EFFECT OF FREE TRADE UPON WHOLESALERS AND UPON CONSUMERS.

By Senator SAULSBURY:

Q. I would like to hear your reasons for the effect of free trade with the provinces, as stated by you. I want to call your attention, first, to the effect of free trade upon the fish business here, and, secondly, upon the consumers of fish in this country.A. I have been in the fish business since 1855, and from my recollections I should say that there has been greater prosperity in the fish business under reciprocity, or what we call free fish, than there has ever been under the tariff.

Q. Do you mean to apply that also to the fishermen as well as to the fish dealers?A. Yes. I think our fishermen have had larger returns, because I think the quantity

of fish caught has been greater, and we have had a larger export trade. We have done some business in fish; we have supplied the West Indies, instead of Halifax or some other provincial port supplying them.

Q. Your idea is that it applies to the fishermen and the merchant engaged in selling them? A. Yes; all through. What I mean is that a quintal of codfish of the same quality has brought as much or more under reciprocity than it has under tariff? Q. What is the effect of the tariff upon the consumers of fish throughout the country?-A. I was also going to state, before answering the question, that the law of supply and demand seems to regulate the prices largely. Two or three years ago we had fresh fish, and we were selling codfish at $6 to $7 a quintal. Now we have a tariff, and it is difficult to sell them at more than $2. There seemed to be a great demand for fish about two or three years ago, and I could sell five cargoes of fish more easily at $6.50 or $7 a quintal, according to quality, than I can to-day, with a tariff on fish, at $2.25 or $2.50; there was a greater demand for them and it was easier to sell them then.

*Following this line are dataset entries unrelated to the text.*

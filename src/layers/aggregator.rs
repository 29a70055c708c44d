//! # Description
//! the multi-statistic neighborhood aggregator
//! - every requested statistic is a segmented reduction over the grouping index
//! - a learned embedding of the group degree is appended
//! - the concatenation goes through a single-layer mlp
//!
//! # Empty groups
//! a group that receives no entity gets 0 for sum, mean, min, max and var,
//! and `sqrt(1e-5)` for std, so every output row is finite

use std::{collections::HashMap, fmt, str::FromStr};

use lazy_static::lazy_static;
use log::debug;
use ndarray::{concatenate, Array2, ArrayViewD, Axis};
use rand::rngs::StdRng;
use serde::{Deserialize, Serialize};

use super::{
    embedding::Embedding,
    mlp::{Mlp, MlpConfig},
    module::{with_prefix, Module},
    scatter::{degree, infer_dim_size, scatter, Reduce},
};
use crate::error::{GnnError, Result};

/// the number of distinct degrees the degree embedding can hold
pub const DEGREE_EMBEDDING_CAPACITY: usize = 100;

/// keeps the square root of the variance away from 0
pub const STD_EPS: f32 = 1e-5;

#[derive(Debug, Clone, Copy, PartialEq, Eq, Hash, Serialize, Deserialize)]
#[serde(rename_all = "lowercase")]
pub enum Statistic {
    Sum,
    Mean,
    Min,
    Max,
    Var,
    Std,
}

lazy_static! {
    static ref STATISTIC_NAMES: HashMap<&'static str, Statistic> = {
        let mut names = HashMap::new();
        names.insert("sum", Statistic::Sum);
        names.insert("mean", Statistic::Mean);
        names.insert("min", Statistic::Min);
        names.insert("max", Statistic::Max);
        names.insert("var", Statistic::Var);
        names.insert("std", Statistic::Std);
        names
    };
}

impl Statistic {
    /// mean, min, max and std
    pub fn defaults() -> Vec<Statistic> {
        vec![
            Statistic::Mean,
            Statistic::Min,
            Statistic::Max,
            Statistic::Std,
        ]
    }

    pub fn name(&self) -> &'static str {
        match self {
            Statistic::Sum => "sum",
            Statistic::Mean => "mean",
            Statistic::Min => "min",
            Statistic::Max => "max",
            Statistic::Var => "var",
            Statistic::Std => "std",
        }
    }

    /// parse every name, the first unknown one fails the whole list
    pub fn parse_all<S: AsRef<str>>(names: &[S]) -> Result<Vec<Statistic>> {
        names.iter().map(|name| name.as_ref().parse()).collect()
    }
}

impl FromStr for Statistic {
    type Err = GnnError;

    fn from_str(s: &str) -> Result<Self> {
        STATISTIC_NAMES
            .get(s)
            .copied()
            .ok_or_else(|| GnnError::UnsupportedAggregator(s.to_string()))
    }
}

impl fmt::Display for Statistic {
    fn fmt(&self, f: &mut fmt::Formatter<'_>) -> fmt::Result {
        f.write_str(self.name())
    }
}

/// # Description
/// the one-pass biased variance: E[x^2] - E[x]^2 per group
pub fn scatter_var(inputs: &Array2<f32>, index: &[usize], dim_size: usize) -> Result<Array2<f32>> {
    let mean = scatter(inputs, index, Some(dim_size), Reduce::Mean)?;
    let squares = inputs.mapv(|v| v * v);
    let mean_squares = scatter(&squares, index, Some(dim_size), Reduce::Mean)?;
    Ok(mean_squares - &mean * &mean)
}

/// # Description
/// `sqrt(relu(var) + 1e-5)`: the relu drops the small negative values left by
/// the cancellation in [`scatter_var`], the epsilon keeps the root positive
pub fn scatter_std(inputs: &Array2<f32>, index: &[usize], dim_size: usize) -> Result<Array2<f32>> {
    let var = scatter_var(inputs, index, dim_size)?;
    Ok(var.mapv(|v| (v.max(0.0) + STD_EPS).sqrt()))
}

/// # Description
/// the multi-statistic aggregator
/// - input: `num_entities x nin` values and a group id per entity
/// - output: `dim_size x nout`
/// - the statistics are fixed when building the aggregator, so the forward pass
///   cannot meet an unknown statistic
#[derive(Debug, Clone)]
pub struct Aggregator {
    aggregators: Vec<Statistic>,
    deg_embedder: Embedding,
    output_encoder: Mlp,
    nin: usize,
}

impl Aggregator {
    /// # Arguments
    /// * `nin` - the width of the inputs
    /// * `nout` - the width of the output
    /// * `aggregators` - the statistics, in the order they are concatenated
    /// * `with_norm` - whether the output mlp normalizes its result
    pub fn new(
        nin: usize,
        nout: usize,
        aggregators: Vec<Statistic>,
        with_norm: bool,
        rng: &mut StdRng,
    ) -> Result<Self> {
        let deg_embedder = Embedding::new(DEGREE_EMBEDDING_CAPACITY, nin, rng);
        let width = (aggregators.len() + 1) * nin;
        let output_encoder = Mlp::new(
            MlpConfig::new(width, nout)
                .nlayer(1)
                .with_final_activation(true)
                .with_norm(with_norm),
            rng,
        )?;
        Ok(Aggregator {
            aggregators,
            deg_embedder,
            output_encoder,
            nin,
        })
    }

    /// # Description
    /// same as [`Aggregator::new`], with the statistics given by name
    /// # Example
    /// ```
    /// use gnn_agg::{layers::Aggregator, GnnError};
    /// use rand::{rngs::StdRng, SeedableRng};
    /// let mut rng = StdRng::seed_from_u64(0);
    /// let result = Aggregator::from_names(4, 4, &["mean", "median"], true, &mut rng);
    /// assert!(matches!(result, Err(GnnError::UnsupportedAggregator(name)) if name == "median"));
    /// ```
    pub fn from_names<S: AsRef<str>>(
        nin: usize,
        nout: usize,
        names: &[S],
        with_norm: bool,
        rng: &mut StdRng,
    ) -> Result<Self> {
        let aggregators = Statistic::parse_all(names)?;
        Self::new(nin, nout, aggregators, with_norm, rng)
    }

    pub fn aggregators(&self) -> &[Statistic] {
        &self.aggregators
    }

    pub fn output_encoder(&self) -> &Mlp {
        &self.output_encoder
    }

    /// the concatenated statistics and degree embedding, before the output mlp
    /// # Return
    /// `dim_size x (aggregators + 1) * nin`
    pub fn statistics(
        &self,
        inputs: &Array2<f32>,
        index: &[usize],
        dim_size: Option<usize>,
    ) -> Result<Array2<f32>> {
        if inputs.ncols() != self.nin {
            return Err(GnnError::ShapeMismatch {
                what: "aggregator input width",
                expected: self.nin,
                got: inputs.ncols(),
            });
        }
        if index.len() != inputs.nrows() {
            return Err(GnnError::ShapeMismatch {
                what: "aggregator index length",
                expected: inputs.nrows(),
                got: index.len(),
            });
        }
        let dim_size = infer_dim_size(index, dim_size);

        let mut outs = Vec::with_capacity(self.aggregators.len() + 1);
        for aggregator in &self.aggregators {
            let out = match aggregator {
                Statistic::Sum => scatter(inputs, index, Some(dim_size), Reduce::Sum)?,
                Statistic::Mean => scatter(inputs, index, Some(dim_size), Reduce::Mean)?,
                Statistic::Min => scatter(inputs, index, Some(dim_size), Reduce::Min)?,
                Statistic::Max => scatter(inputs, index, Some(dim_size), Reduce::Max)?,
                Statistic::Var => scatter_var(inputs, index, dim_size)?,
                Statistic::Std => scatter_std(inputs, index, dim_size)?,
            };
            outs.push(out);
        }

        // a degree past the table is an error, not clamped
        let degrees = degree(index, Some(dim_size))?;
        outs.push(self.deg_embedder.forward(&degrees)?);

        let views: Vec<_> = outs.iter().map(|out| out.view()).collect();
        Ok(concatenate(Axis(1), &views)?)
    }

    /// # Arguments
    /// * `inputs` - `num_entities x nin`
    /// * `index` - the group of each entity, in `[0, dim_size)`
    /// * `dim_size` - the number of groups; when `None` it is max index + 1, so pass it
    ///   whenever trailing groups may be empty
    /// # Return
    /// `dim_size x nout`
    pub fn forward(
        &mut self,
        inputs: &Array2<f32>,
        index: &[usize],
        dim_size: Option<usize>,
    ) -> Result<Array2<f32>> {
        let out = self.statistics(inputs, index, dim_size)?;
        debug!(
            "aggregated {} entities into {:?} with [{}]",
            index.len(),
            out.dim(),
            itertools::join(&self.aggregators, ", ")
        );
        self.output_encoder.forward(out)
    }
}

impl Module for Aggregator {
    fn reset_parameters(&mut self, rng: &mut StdRng) {
        self.deg_embedder.reset_parameters(rng);
        self.output_encoder.reset_parameters(rng);
    }

    fn named_parameters(&self) -> Vec<(String, ArrayViewD<'_, f32>)> {
        let mut params = with_prefix("deg_embedder", self.deg_embedder.named_parameters());
        params.extend(with_prefix(
            "output_encoder",
            self.output_encoder.named_parameters(),
        ));
        params
    }

    fn train(&mut self, training: bool) {
        self.output_encoder.train(training);
    }
}
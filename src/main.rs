use chrono::Local;
use clap::{Command, CommandFactory, Parser};
use clap_complete::{generate, Generator};
use gnn_agg::{
    cmd_args::{expand_config_names, Args},
    layers::Module,
    settings::Settings,
    GnnAggResult, GnnModel, GnnStatistics, Graph, NodeFeatures,
};
use log::info;
use std::io;

fn print_completions<G: Generator>(gen: G, cmd: &mut Command) {
    generate(gen, cmd, cmd.get_name().to_string(), &mut io::stdout());
}

fn main() -> Result<(), Box<dyn std::error::Error>> {
    simple_logger::init_with_level(log::Level::Info)?;
    let start_time = std::time::Instant::now();

    let mut config_names = vec![String::from("configs/default.toml")];
    let args = Args::parse();
    if let Some(generator) = args.generator {
        let mut cmd = Args::command();
        eprintln!("Generating completion file for {:?}...", generator);
        print_completions(generator, &mut cmd);
        return Ok(());
    }
    info!("{:?}", args);

    // config_names append args
    config_names.append(&mut expand_config_names(&args.config_names)?);

    let mut results = GnnAggResult::new();
    let settings = Settings::new(config_names)?;
    results.settings = Some(settings.clone());
    println!("{}", serde_json::to_string_pretty(&settings)?);
    // create the folder for output
    std::fs::create_dir_all(&settings.output_dir)?;

    let graph = Graph::new(settings.graph_path.as_str())?;
    let node_features = NodeFeatures::new(settings.features_path.as_str())?;
    info!(
        "graph with {} nodes and {} edges, {} feature columns",
        graph.num_nodes(),
        graph.num_edges(),
        node_features.num_columns()
    );

    let mut model = GnnModel::new(&settings.model_settings, settings.seed)?;

    // run the model
    let output = model.forward(&graph, &node_features)?;

    let mut stat = GnnStatistics::new();
    stat.num_nodes = graph.num_nodes();
    stat.num_edges = graph.num_edges();
    stat.num_parameters = model.num_parameters();
    stat.record_output(&output);

    // record the simulation time
    let simulation_time = start_time.elapsed().as_millis();
    let millis = simulation_time % 1000;
    let seconds = (simulation_time / 1000) % 60;
    let minutes = (simulation_time / 1000 / 60) % 60;
    let hours = simulation_time / 1000 / 60 / 60;
    stat.simulation_time = format!("{}:{}:{}.{:03}", hours, minutes, seconds, millis);

    results.stats = Some(stat);
    let current_time: String = Local::now().format("%Y-%m-%d-%H-%M-%S%.6f").to_string();
    let output_path = format!("{}/{}.json", settings.output_dir, current_time);

    println!("{}", serde_json::to_string_pretty(&results)?);
    // write json of results to output_path
    std::fs::write(&output_path, serde_json::to_string_pretty(&results)?)?;
    info!("result written to {}", output_path);
    Ok(())
}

FISH, KENCH-CURED VS. PICKLE-CURED.

Our people are getting these pickle-cured fish cheaper than they got them two or three years ago, but I don't consider that the fish they get are fit to eat. These pickle-cured fish are just about the same quality as a piece of salt beef would be after it had been taken out of a barrel on a hot day and laid around for two or three days; it would stink. A piece of thoroughly dried beef might lie around six months and be perfectly sound; that is different. I was at the Grand Pacific Hotel in Chicago last April. Being very fond of fish, and seeing fish balls mentioned on the bill of fare, I called for them; but when I put a piece in my mouth I got it out as soon as possible; the fish was actually rotten. The fish I carry home to my house are dry, kench-cured fish, and they are just as sweet as anything can be.

By Senator EDMUNDS:

Q. Do you carry them home from your store?-A. After I sell a cargo I get some from the man I sell to.

Q. Do you get them at the same price that everybody else pays?-A. Yes, sir. Q. What do you pay?-A. From 3 to 4 or 5 cents a pound; different prices. I have just sold three cargoes of kench fish in the last sixty days; the first cargo I sold at $3.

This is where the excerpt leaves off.